Code, culture, history, and technology: The Tech Tree

Every reel of the archive includes a copy of the “Guide to the GitHub Code Vault” in five languages, written with input from GitHub’s community and available at the Archive Program’s own GitHub repository. In addition, the archive will include a separate human-readable reel which documents the technical history and cultural context of the archive’s contents. We call this the Tech Tree. 

Inspired by the Long Now’s Manual for Civilization, the Tech Tree will consist primarily of existing works, selected to provide a detailed understanding of modern computing, open source and its applications, modern software development, popular programming languages, etc. It will also include works which explain the many layers of technical foundations that make software possible: microprocessors, networking, electronics, semiconductors, and even pre-industrial technologies. This will allow the archive’s inheritors to better understand today’s world and its technologies, and may even help them recreate computers to use the archived software.

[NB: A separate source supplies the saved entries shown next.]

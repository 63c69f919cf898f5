use std::time::Duration;
use treemark::{Document, FrameState, Mark, MarkOptions, NodeId};

fn with_frame(host: &str) -> (Document, NodeId, NodeId) {
    let doc = Document::parse(host).unwrap();
    let body = doc.document_element(doc.root()).unwrap();
    let iframe = doc
        .descendants(body)
        .into_iter()
        .find(|n| doc.tag_name(*n) == Some("iframe"))
        .unwrap();
    (doc, body, iframe)
}

fn frame_options() -> MarkOptions {
    MarkOptions {
        iframes: true,
        ..MarkOptions::default()
    }
}

#[tokio::test]
async fn marks_inside_ready_same_origin_frames() {
    let (mut doc, body, iframe) =
        with_frame(r#"<body><p>word</p><iframe src="inner.html"></iframe></body>"#);
    doc.load_frame(iframe, Document::parse("<html><p>a word</p></html>").unwrap())
        .unwrap();

    let mut containers = Vec::new();
    let mut handler = treemark::Callbacks::new().on_each(|doc, marker| {
        containers.push(doc.text_content(doc.parent(marker).unwrap()));
    });
    let total = Mark::new(body)
        .mark(&mut doc, "word", &frame_options(), &mut handler)
        .await;
    drop(handler);

    assert_eq!(total, 2);
    let inner = doc.frame_root(iframe).unwrap();
    assert_eq!(
        doc.markup_of(inner),
        r#"<html><p>a <mark data-markjs="true">word</mark></p></html>"#
    );
    assert_eq!(containers, vec!["a word", "word"]);
}

#[tokio::test]
async fn frames_are_ignored_unless_enabled() {
    let (mut doc, body, iframe) = with_frame(r#"<body><iframe src="f.html"></iframe></body>"#);
    doc.load_frame(iframe, Document::parse("<html><p>word</p></html>").unwrap())
        .unwrap();

    let total = Mark::new(body)
        .mark(&mut doc, "word", &MarkOptions::default(), &mut ())
        .await;

    assert_eq!(total, 0);
}

#[tokio::test]
async fn waits_for_a_frame_signalled_by_another_task() {
    let (mut doc, body, iframe) = with_frame(r#"<body><iframe src="late.html"></iframe></body>"#);
    let handle = doc
        .attach_frame(iframe, Document::parse("<html><p>late word</p></html>").unwrap())
        .unwrap();
    assert_eq!(handle.state(), FrameState::Loading);

    let signal = tokio::spawn(async move {
        tokio::time::sleep(Duration::from_millis(20)).await;
        handle.set_ready();
    });

    let total = Mark::new(body)
        .mark(&mut doc, "word", &frame_options(), &mut ())
        .await;
    signal.await.unwrap();

    assert_eq!(total, 1);
}

#[tokio::test]
async fn unready_frames_time_out_and_are_skipped() {
    testing_logger::setup();
    let (mut doc, body, iframe) =
        with_frame(r#"<body><p>word</p><iframe src="never.html"></iframe></body>"#);
    doc.attach_frame(iframe, Document::parse("<html><p>word</p></html>").unwrap())
        .unwrap();
    let options = MarkOptions {
        frame_timeout_ms: Some(20),
        debug: true,
        ..frame_options()
    };

    let total = Mark::new(body).mark(&mut doc, "word", &options, &mut ()).await;

    assert_eq!(total, 1);
    testing_logger::validate(|logs| {
        assert!(logs
            .iter()
            .any(|l| l.body == r#"treemark: iframe "never.html" could not be accessed"#));
    });
}

#[tokio::test]
async fn cross_origin_frames_are_skipped() {
    let mut doc = Document::parse_with_origin(
        r#"<body><iframe src="https://other.test/"></iframe><p>word</p></body>"#,
        "https://host.test",
    )
    .unwrap();
    let body = doc.document_element(doc.root()).unwrap();
    let iframe = doc.children(body)[0];
    doc.load_frame(
        iframe,
        Document::parse_with_origin("<html><p>word</p></html>", "https://other.test").unwrap(),
    )
    .unwrap();

    let total = Mark::new(body)
        .mark(&mut doc, "word", &frame_options(), &mut ())
        .await;

    assert_eq!(total, 1);
}

#[tokio::test]
async fn failed_frames_do_not_abort_the_pass() {
    let (mut doc, body, iframe) =
        with_frame(r#"<body><iframe src="broken.html"></iframe><p>word</p></body>"#);
    doc.frame_handle(iframe).unwrap().set_failed();

    let total = Mark::new(body)
        .mark(&mut doc, "word", &frame_options(), &mut ())
        .await;

    assert_eq!(total, 1);
}

#[tokio::test]
async fn nested_frames_are_searched_depth_first() {
    let (mut doc, body, outer) =
        with_frame(r#"<body><p>word 3</p><iframe src="outer.html"></iframe></body>"#);

    let mut middle =
        Document::parse(r#"<html><p>word 2</p><iframe src="inner.html"></iframe></html>"#)
            .unwrap();
    let middle_html = middle.document_element(middle.root()).unwrap();
    let inner = middle.children(middle_html)[1];
    middle
        .load_frame(inner, Document::parse("<html><p>word 1</p></html>").unwrap())
        .unwrap();
    doc.load_frame(outer, middle).unwrap();

    let mut seen = Vec::new();
    let mut handler = treemark::Callbacks::new().on_each(|doc, marker| {
        let container = doc.parent(marker).unwrap();
        seen.push(doc.text_content(container));
    });
    let total = Mark::new(body)
        .mark(&mut doc, "word", &frame_options(), &mut handler)
        .await;
    drop(handler);

    assert_eq!(total, 3);
    assert_eq!(seen, vec!["word 1", "word 2", "word 3"]);
}

#[tokio::test]
async fn frame_content_survives_unmark() {
    let (mut doc, body, iframe) = with_frame(r#"<body><iframe src="f.html"></iframe></body>"#);
    doc.load_frame(iframe, Document::parse("<html><p>word</p></html>").unwrap())
        .unwrap();
    let inner = doc.frame_root(iframe).unwrap();
    let options = frame_options();

    Mark::new(body).mark(&mut doc, "word", &options, &mut ()).await;
    let removed = Mark::new(inner).unmark(&mut doc, &options, || {});

    assert_eq!(removed, 1);
    assert_eq!(doc.markup_of(inner), "<html><p>word</p></html>");
}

Encapsulating the world’s cultural context and technical history is a challenging prospect, and we expect the Tech Tree to evolve and iterate over time. We will soon publish to the Archive Program’s GitHub repository a very initial draft list of works selected for the Tech Tree, along with, importantly, a request for community input. We look forward to incorporating ideas and suggestions from the GitHub community before the Tech Tree is added to the Arctic Code Vault.